Seniors 2 Seniors Program

Seniors 2 Seniors is a hands-on program led by an instructor  who has vast experience in the field of information technology. Additionally, the seniors are being supported in the classroom by senior high school students who have an interest in and experience with computers and technology.

Courses are hosted by the four senior centers in Potter County on an eight-week rotating schedule. Senior citizens receive individualized, on-site support from the students, who walk about the instruction area offering assistance as needed.

Over the eight-week course, seniors get instruction on basic computing skills, conducting internet searches with Google, setting up an email account and sending email, saving and storing documents and files, using social networking such as Skype and Facetime, and handling and sharing photos. There are also components dealing with online banking and cybersecurity.

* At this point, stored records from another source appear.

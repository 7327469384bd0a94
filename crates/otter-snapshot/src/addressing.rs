//! Space and backreference addressing
//!
//! Objects are numbered per space in allocation order. The encoder maps
//! object identity to `(space, ordinal)`; the decoder maps the pair back to
//! the object it placed. Chunk accounting runs on both sides in stream order.

use otter_snapshot_format::{NUMBER_OF_SPACES, Space};
use rustc_hash::FxHashMap;

use crate::error::{Result, SnapshotError};
use crate::heap::ObjectId;

/// Position of an object in its space's allocation order
#[derive(Debug, Clone, Copy, PartialEq, Eq, Hash)]
pub struct BackReference {
    /// Allocation space
    pub space: Space,
    /// Creation order within the space
    pub ordinal: u32,
}

/// Encoder side: object identity to backreference
#[derive(Debug, Default)]
pub struct BackReferenceMap {
    counters: [u32; NUMBER_OF_SPACES],
    map: FxHashMap<ObjectId, BackReference>,
}

impl BackReferenceMap {
    /// Create an empty map
    pub fn new() -> Self {
        Self::default()
    }

    /// Assign the next ordinal of `space` to `object`
    pub fn allocate(&mut self, space: Space, object: ObjectId) -> BackReference {
        let counter = &mut self.counters[space.index()];
        let reference = BackReference {
            space,
            ordinal: *counter,
        };
        *counter += 1;
        self.map.insert(object, reference);
        reference
    }

    /// Backreference of an already allocated object
    #[inline]
    pub fn lookup(&self, object: ObjectId) -> Option<BackReference> {
        self.map.get(&object).copied()
    }

    /// Objects allocated in `space` so far
    #[inline]
    pub fn count(&self, space: Space) -> u32 {
        self.counters[space.index()]
    }
}

/// Decoder side: backreference to placed object
#[derive(Debug, Default)]
pub struct BackReferenceTable {
    spaces: [Vec<ObjectId>; NUMBER_OF_SPACES],
}

impl BackReferenceTable {
    /// Create an empty table
    pub fn new() -> Self {
        Self::default()
    }

    /// Record the next object of `space`
    pub fn push(&mut self, space: Space, object: ObjectId) -> BackReference {
        let objects = &mut self.spaces[space.index()];
        objects.push(object);
        BackReference {
            space,
            ordinal: objects.len() as u32 - 1,
        }
    }

    /// Resolve a backreference
    pub fn get(&self, space: Space, ordinal: u32) -> Result<ObjectId> {
        self.spaces[space.index()]
            .get(ordinal as usize)
            .copied()
            .ok_or(SnapshotError::ReferenceOutOfRange {
                kind: space.name(),
                index: ordinal,
            })
    }

    /// Objects recorded in `space` so far
    #[inline]
    pub fn count(&self, space: Space) -> u32 {
        self.spaces[space.index()].len() as u32
    }
}

/// Per-space chunk fill levels
#[derive(Debug, Clone)]
pub struct ChunkTracker {
    capacity: usize,
    used: [usize; NUMBER_OF_SPACES],
}

impl ChunkTracker {
    /// Tracker with `capacity` slots per chunk
    pub fn new(capacity: usize) -> Self {
        Self {
            capacity,
            used: [0; NUMBER_OF_SPACES],
        }
    }

    /// Chunk capacity in slots
    #[inline]
    pub fn capacity(&self) -> usize {
        self.capacity
    }

    /// Whether `size` more slots need a fresh chunk of `space`
    pub fn needs_new_chunk(&self, space: Space, size: usize) -> bool {
        let used = self.used[space.index()];
        space != Space::LargeObject && used > 0 && used + size > self.capacity
    }

    /// Start the next chunk of `space`
    pub fn advance(&mut self, space: Space) {
        self.used[space.index()] = 0;
    }

    /// Account `size` slots in the current chunk of `space`.
    ///
    /// Large objects get a chunk of their own and are never accounted.
    pub fn reserve(&mut self, space: Space, size: usize) -> Result<()> {
        if space == Space::LargeObject {
            return Ok(());
        }
        let used = &mut self.used[space.index()];
        match used.checked_add(size) {
            Some(total) if total <= self.capacity => {
                *used = total;
                Ok(())
            }
            _ => Err(SnapshotError::ChunkOverflow { space, size }),
        }
    }
}
impl Bytecode {
    /// Decode a raw byte, `None` for reserved codes
    #[inline]
    pub fn from_byte(byte: u8) -> Option<Self> {
        BYTECODE_TABLE[byte as usize]
    }

    /// Whether a byte is reserved (has no meaning in this format version)
    #[inline]
    pub fn is_reserved(byte: u8) -> bool {
        Self::from_byte(byte).is_none()
    }

    /// Encode into a single byte
    pub fn encode(self) -> Result<u8> {
        let byte = match self {
            Self::NewObject(space) => bytecode_with_space(NEW_OBJECT, space),
            Self::Backref(space) => bytecode_with_space(BACKREF, space),
            Self::StartupObjectCache => STARTUP_OBJECT_CACHE,
            Self::RootArray => ROOT_ARRAY,
            Self::AttachedReference => ATTACHED_REFERENCE,
            Self::ReadOnlyObjectCache => READ_ONLY_OBJECT_CACHE,
            Self::Nop => NOP,
            Self::NextChunk => NEXT_CHUNK,
            Self::Deferred => DEFERRED,
            Self::AlignmentPrefix(alignment) => {
                if !alignment.needs_prefix() {
                    return Err(FormatError::OutOfRangeParameter {
                        what: "alignment prefix",
                        value: alignment as u32,
                    });
                }
                ALIGNMENT_PREFIX + alignment as u8 - 1
            }
            Self::Synchronize => SYNCHRONIZE,
            Self::VariableRepeat => VARIABLE_REPEAT,
            Self::OffHeapBackingStore => OFF_HEAP_BACKING_STORE,
            Self::EmbedderFieldsData => EMBEDDER_FIELDS_DATA,
            Self::VariableRawCode => VARIABLE_RAW_CODE,
            Self::VariableRawData => VARIABLE_RAW_DATA,
            Self::ApiReference => API_REFERENCE,
            Self::ExternalReference => EXTERNAL_REFERENCE,
            Self::SandboxedApiReference => SANDBOXED_API_REFERENCE,
            Self::SandboxedExternalReference => SANDBOXED_EXTERNAL_REFERENCE,
            Self::InternalReference => INTERNAL_REFERENCE,
            Self::ClearedWeakReference => CLEARED_WEAK_REFERENCE,
            Self::WeakPrefix => WEAK_PREFIX,
            Self::OffHeapTarget => OFF_HEAP_TARGET,
            Self::RegisterPendingForwardRef => REGISTER_PENDING_FORWARD_REF,
            Self::ResolvePendingForwardRef => RESOLVE_PENDING_FORWARD_REF,
            Self::NewMetaMap => NEW_META_MAP,
            Self::RootArrayConstant(index) => {
                if index >= ROOT_ARRAY_CONSTANTS_COUNT {
                    return Err(FormatError::OutOfRangeParameter {
                        what: "root array constant",
                        value: index as u32,
                    });
                }
                ROOT_ARRAY_CONSTANTS + index
            }
            Self::FixedRawData(size) => {
                if !is_fixed_raw_data_size(size as u32) {
                    return Err(FormatError::OutOfRangeParameter {
                        what: "fixed raw data",
                        value: size as u32,
                    });
                }
                encode_fixed_raw_data_size(size as u32)
            }
            Self::FixedRepeat(count) => {
                if !is_fixed_repeat_count(count as u32) {
                    return Err(FormatError::OutOfRangeParameter {
                        what: "fixed repeat",
                        value: count as u32,
                    });
                }
                encode_fixed_repeat(count as u32)
            }
            Self::HotObject(index) => {
                if index >= HOT_OBJECT_COUNT {
                    return Err(FormatError::OutOfRangeParameter {
                        what: "hot object",
                        value: index as u32,
                    });
                }
                HOT_OBJECT + index
            }
        };
        Ok(byte)
    }

    /// Get the name of this bytecode
    pub const fn name(self) -> &'static str {
        match self {
            Self::NewObject(_) => "NewObject",
            Self::Backref(_) => "Backref",
            Self::StartupObjectCache => "StartupObjectCache",
            Self::RootArray => "RootArray",
            Self::AttachedReference => "AttachedReference",
            Self::ReadOnlyObjectCache => "ReadOnlyObjectCache",
            Self::Nop => "Nop",
            Self::NextChunk => "NextChunk",
            Self::Deferred => "Deferred",
            Self::AlignmentPrefix(_) => "AlignmentPrefix",
            Self::Synchronize => "Synchronize",
            Self::VariableRepeat => "VariableRepeat",
            Self::OffHeapBackingStore => "OffHeapBackingStore",
            Self::EmbedderFieldsData => "EmbedderFieldsData",
            Self::VariableRawCode => "VariableRawCode",
            Self::VariableRawData => "VariableRawData",
            Self::ApiReference => "ApiReference",
            Self::ExternalReference => "ExternalReference",
            Self::SandboxedApiReference => "SandboxedApiReference",
            Self::SandboxedExternalReference => "SandboxedExternalReference",
            Self::InternalReference => "InternalReference",
            Self::ClearedWeakReference => "ClearedWeakReference",
            Self::WeakPrefix => "WeakPrefix",
            Self::OffHeapTarget => "OffHeapTarget",
            Self::RegisterPendingForwardRef => "RegisterPendingForwardRef",
            Self::ResolvePendingForwardRef => "ResolvePendingForwardRef",
            Self::NewMetaMap => "NewMetaMap",
            Self::RootArrayConstant(_) => "RootArrayConstant",
            Self::FixedRawData(_) => "FixedRawData",
            Self::FixedRepeat(_) => "FixedRepeat",
            Self::HotObject(_) => "HotObject",
        }
    }
}

#[cfg(test)]
mod tests {
    use super::*;

    #[test]
    fn test_region_merged_bytecodes() {
        assert_eq!(Bytecode::NewObject(Space::Old).encode(), Ok(0x02));
        assert_eq!(Bytecode::Backref(Space::LargeObject).encode(), Ok(0x0d));
        assert_eq!(Bytecode::from_byte(0x04), Some(Bytecode::NewObject(Space::Map)));
        assert_eq!(Bytecode::from_byte(0x0b), Some(Bytecode::Backref(Space::Code)));
    }

    #[test]
    fn test_reserved_region_slots() {
        for byte in [0x06, 0x07, 0x0e, 0x0f] {
            assert!(Bytecode::is_reserved(byte));
        }
    }

    #[test]
    fn test_single_purpose_block() {
        assert_eq!(Bytecode::from_byte(0x1a), Some(Bytecode::Synchronize));
        assert_eq!(Bytecode::from_byte(0x2a), Some(Bytecode::NewMetaMap));
        assert_eq!(
            Bytecode::from_byte(0x18),
            Some(Bytecode::AlignmentPrefix(Alignment::DoubleUnaligned))
        );
        assert!(Bytecode::is_reserved(0x2b));
    }

    #[test]
    fn test_out_of_range_parameters() {
        assert!(matches!(
            Bytecode::HotObject(8).encode(),
            Err(FormatError::OutOfRangeParameter { what: "hot object", value: 8 })
        ));
        assert!(Bytecode::RootArrayConstant(32).encode().is_err());
        assert!(Bytecode::FixedRawData(0).encode().is_err());
        assert!(Bytecode::FixedRawData(33).encode().is_err());
        assert!(Bytecode::FixedRepeat(18).encode().is_err());
        assert!(Bytecode::AlignmentPrefix(Alignment::Tagged).encode().is_err());
    }

    #[test]
    #[should_panic(expected = "region-merged base has low bits set")]
    fn test_bytecode_with_space_rejects_unaligned_base() {
        bytecode_with_space(0x11, Space::Old);
    }

    #[test]
    fn test_bytecode_name() {
        assert_eq!(Bytecode::HotObject(3).name(), "HotObject");
        assert_eq!(Bytecode::NewMetaMap.name(), "NewMetaMap");
    }
}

Some of the attendees bring their own devices to the class, but the Education Council also provides laptops for use during the class meetings.

For information about the Seniors 2 Seniors program, contact the Potter County Education Council at 814-274-4877.

Program Recognition

In September 2020, Tri-Co Connections was one of several companies that were nominated for, and awarded, the highly competitive Digital Opportunity Equity Recognition (DOER) Award by the Federal Communications Commission for their innovative work in safely bringing high-speed internet and voice service to customers in rural Pennsylvania during the COVID-19 pandemic.  FCC Commissioner Starks stated, “It is clear that our long-standing digital divide has morphed into a monstrous new COVID-19 divide. From the start of the COVID-19 pandemic through now, I have heard stories about the innovative and rapid ways individuals, non-profit organizations, and companies are responding to the connectivity needs of people across this country who are seeking access to medical professionals via telehealth services, education, and safe ways to communicate with family and friends. In response to these efforts, I put out an open call to hear about heroic DOERs who have stepped up in their communities to ensure that no one gets left behind because they lack broadband connectivity. I believe every applicant is worthy of recognition but there were several that rose to the top because of the scope of their accomplishments and the impact they made.”